Work item:
Of the entries below, restate word for word only the section that runs from the line with "repository 71f159c287222091" to the line with "is bounded by", counting both ends.

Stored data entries

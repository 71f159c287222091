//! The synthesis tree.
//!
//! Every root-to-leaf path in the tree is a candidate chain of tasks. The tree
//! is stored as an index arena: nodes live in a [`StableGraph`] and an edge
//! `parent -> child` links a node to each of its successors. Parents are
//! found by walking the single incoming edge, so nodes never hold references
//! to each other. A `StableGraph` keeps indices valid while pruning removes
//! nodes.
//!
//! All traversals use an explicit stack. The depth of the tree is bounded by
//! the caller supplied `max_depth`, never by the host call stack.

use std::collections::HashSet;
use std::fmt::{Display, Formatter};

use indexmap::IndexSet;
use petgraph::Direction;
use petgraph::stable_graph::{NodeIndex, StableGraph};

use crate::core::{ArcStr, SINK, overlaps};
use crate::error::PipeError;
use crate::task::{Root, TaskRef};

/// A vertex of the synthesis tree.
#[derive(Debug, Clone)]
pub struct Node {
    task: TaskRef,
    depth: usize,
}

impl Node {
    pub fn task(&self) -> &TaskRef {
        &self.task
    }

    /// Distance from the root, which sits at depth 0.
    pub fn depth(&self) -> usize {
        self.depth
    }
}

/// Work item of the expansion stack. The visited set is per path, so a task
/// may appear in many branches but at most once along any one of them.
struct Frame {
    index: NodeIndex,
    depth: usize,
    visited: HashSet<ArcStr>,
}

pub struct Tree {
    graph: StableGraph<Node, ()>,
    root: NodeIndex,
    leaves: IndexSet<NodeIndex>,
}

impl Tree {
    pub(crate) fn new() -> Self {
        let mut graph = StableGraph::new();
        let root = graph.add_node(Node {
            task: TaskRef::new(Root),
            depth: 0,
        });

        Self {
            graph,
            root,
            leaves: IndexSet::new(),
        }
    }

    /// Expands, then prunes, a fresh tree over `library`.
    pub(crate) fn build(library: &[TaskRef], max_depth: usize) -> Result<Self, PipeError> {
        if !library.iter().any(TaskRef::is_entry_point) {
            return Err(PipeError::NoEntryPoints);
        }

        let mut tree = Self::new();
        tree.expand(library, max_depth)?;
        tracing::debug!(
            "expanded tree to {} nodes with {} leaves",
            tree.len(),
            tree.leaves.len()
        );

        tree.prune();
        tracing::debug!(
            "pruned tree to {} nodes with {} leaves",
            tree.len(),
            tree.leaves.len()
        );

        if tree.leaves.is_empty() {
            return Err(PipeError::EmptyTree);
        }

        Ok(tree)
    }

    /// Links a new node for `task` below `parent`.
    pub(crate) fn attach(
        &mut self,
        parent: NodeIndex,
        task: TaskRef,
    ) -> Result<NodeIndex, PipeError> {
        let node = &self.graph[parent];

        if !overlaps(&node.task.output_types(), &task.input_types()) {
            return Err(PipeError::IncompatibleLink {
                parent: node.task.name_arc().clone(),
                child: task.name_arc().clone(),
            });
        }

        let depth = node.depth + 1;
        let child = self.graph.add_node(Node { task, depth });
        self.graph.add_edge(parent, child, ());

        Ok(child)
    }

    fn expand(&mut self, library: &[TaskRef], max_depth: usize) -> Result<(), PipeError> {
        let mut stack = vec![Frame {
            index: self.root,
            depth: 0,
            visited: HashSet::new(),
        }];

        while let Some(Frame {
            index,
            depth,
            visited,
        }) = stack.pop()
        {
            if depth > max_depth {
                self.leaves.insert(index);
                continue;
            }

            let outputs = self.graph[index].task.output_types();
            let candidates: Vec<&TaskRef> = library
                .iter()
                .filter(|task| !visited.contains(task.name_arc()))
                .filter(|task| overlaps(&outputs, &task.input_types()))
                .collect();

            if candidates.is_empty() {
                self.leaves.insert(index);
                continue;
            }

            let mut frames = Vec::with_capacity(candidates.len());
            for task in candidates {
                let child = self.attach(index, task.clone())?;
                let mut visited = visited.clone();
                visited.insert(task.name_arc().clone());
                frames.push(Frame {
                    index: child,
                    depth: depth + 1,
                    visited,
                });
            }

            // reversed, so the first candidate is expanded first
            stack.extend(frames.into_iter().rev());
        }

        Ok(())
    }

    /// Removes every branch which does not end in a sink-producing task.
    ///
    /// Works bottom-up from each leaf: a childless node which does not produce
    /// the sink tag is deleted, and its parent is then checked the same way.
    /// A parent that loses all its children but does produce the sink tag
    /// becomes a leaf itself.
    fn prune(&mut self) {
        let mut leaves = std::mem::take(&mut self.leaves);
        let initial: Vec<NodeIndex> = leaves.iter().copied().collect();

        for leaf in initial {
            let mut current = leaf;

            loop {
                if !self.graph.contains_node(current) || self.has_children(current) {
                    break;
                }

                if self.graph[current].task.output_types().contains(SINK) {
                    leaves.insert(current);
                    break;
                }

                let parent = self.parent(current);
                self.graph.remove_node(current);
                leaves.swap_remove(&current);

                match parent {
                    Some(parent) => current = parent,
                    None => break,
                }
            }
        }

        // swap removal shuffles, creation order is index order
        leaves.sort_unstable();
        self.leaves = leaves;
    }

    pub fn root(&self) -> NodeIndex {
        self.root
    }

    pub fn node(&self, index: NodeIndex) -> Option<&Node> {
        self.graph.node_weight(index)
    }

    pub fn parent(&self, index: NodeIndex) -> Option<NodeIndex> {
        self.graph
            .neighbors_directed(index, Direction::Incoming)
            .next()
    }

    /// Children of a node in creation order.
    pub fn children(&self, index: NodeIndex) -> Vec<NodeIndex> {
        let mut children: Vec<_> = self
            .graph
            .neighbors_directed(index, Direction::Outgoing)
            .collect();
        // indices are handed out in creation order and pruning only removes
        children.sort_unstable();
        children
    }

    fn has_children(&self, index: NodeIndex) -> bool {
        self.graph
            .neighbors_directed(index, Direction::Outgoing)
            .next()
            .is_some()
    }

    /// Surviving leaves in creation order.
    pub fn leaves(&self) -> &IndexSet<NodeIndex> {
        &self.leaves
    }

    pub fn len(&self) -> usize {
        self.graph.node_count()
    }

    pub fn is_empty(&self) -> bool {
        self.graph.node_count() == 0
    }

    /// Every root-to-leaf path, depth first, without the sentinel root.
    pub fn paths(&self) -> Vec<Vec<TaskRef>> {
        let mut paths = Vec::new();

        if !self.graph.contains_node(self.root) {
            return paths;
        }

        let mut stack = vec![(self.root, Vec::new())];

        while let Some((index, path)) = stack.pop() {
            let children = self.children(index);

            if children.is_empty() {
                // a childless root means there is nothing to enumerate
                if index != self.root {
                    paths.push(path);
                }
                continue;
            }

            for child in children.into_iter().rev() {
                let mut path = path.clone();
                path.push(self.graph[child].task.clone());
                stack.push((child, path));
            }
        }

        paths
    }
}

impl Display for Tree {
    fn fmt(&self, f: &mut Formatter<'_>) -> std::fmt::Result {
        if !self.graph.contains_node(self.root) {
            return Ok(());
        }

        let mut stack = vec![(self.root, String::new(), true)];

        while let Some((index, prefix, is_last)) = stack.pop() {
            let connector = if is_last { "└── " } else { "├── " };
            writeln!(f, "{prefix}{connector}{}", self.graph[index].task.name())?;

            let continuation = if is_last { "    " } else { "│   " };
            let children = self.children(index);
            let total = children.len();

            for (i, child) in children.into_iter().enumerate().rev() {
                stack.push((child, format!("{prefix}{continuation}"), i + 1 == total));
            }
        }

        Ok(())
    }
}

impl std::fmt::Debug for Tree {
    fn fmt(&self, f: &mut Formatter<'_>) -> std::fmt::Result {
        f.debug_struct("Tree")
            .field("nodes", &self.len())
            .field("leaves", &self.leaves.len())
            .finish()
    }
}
==
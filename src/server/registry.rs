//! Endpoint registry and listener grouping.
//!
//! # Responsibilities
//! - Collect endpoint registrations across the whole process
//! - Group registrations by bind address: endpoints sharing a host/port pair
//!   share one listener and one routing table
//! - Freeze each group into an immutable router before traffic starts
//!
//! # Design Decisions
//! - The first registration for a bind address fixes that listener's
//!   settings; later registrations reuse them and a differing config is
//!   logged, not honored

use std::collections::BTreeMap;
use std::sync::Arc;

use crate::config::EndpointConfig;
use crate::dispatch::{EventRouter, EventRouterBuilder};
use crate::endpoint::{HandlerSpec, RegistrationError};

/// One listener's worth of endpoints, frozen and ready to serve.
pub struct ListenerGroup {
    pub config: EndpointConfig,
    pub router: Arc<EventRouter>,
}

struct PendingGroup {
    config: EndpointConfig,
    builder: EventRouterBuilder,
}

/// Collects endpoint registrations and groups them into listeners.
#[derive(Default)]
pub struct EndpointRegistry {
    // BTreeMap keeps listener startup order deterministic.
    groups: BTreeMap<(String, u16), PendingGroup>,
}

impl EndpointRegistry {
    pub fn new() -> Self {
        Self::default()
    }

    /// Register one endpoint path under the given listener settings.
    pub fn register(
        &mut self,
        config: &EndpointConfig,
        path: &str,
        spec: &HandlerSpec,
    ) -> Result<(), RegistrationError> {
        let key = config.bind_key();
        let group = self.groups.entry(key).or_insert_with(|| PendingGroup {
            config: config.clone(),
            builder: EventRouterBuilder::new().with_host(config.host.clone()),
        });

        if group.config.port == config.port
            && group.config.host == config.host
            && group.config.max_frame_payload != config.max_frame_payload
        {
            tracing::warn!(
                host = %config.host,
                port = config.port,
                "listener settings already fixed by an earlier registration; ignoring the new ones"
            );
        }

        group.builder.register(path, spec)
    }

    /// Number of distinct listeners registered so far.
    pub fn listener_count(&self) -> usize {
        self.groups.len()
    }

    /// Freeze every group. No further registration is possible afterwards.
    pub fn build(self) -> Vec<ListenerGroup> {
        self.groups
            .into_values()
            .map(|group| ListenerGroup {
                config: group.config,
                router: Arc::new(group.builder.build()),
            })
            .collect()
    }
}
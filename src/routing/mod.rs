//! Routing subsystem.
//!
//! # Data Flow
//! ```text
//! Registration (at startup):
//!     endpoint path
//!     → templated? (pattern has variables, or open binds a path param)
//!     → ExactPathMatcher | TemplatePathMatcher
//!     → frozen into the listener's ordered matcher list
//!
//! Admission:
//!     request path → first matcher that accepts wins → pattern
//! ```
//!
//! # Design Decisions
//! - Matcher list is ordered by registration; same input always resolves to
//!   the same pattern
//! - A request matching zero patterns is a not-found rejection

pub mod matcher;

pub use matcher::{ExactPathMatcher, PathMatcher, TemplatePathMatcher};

Expected output:
repository 71f159c287222091
//! The synthesis tree.
//!
//! Every root-to-leaf path in the tree is a candidate chain of tasks. The tree
//! is stored as an index arena: nodes live in a [`StableGraph`] and an edge
//! `parent -> child` links a node to each of its successors. Parents are
//! found by walking the single incoming edge, so nodes never hold references
//! to each other. A `StableGraph` keeps indices valid while pruning removes
//! nodes.
//!
//! All traversals use an explicit stack. The depth of the tree is bounded by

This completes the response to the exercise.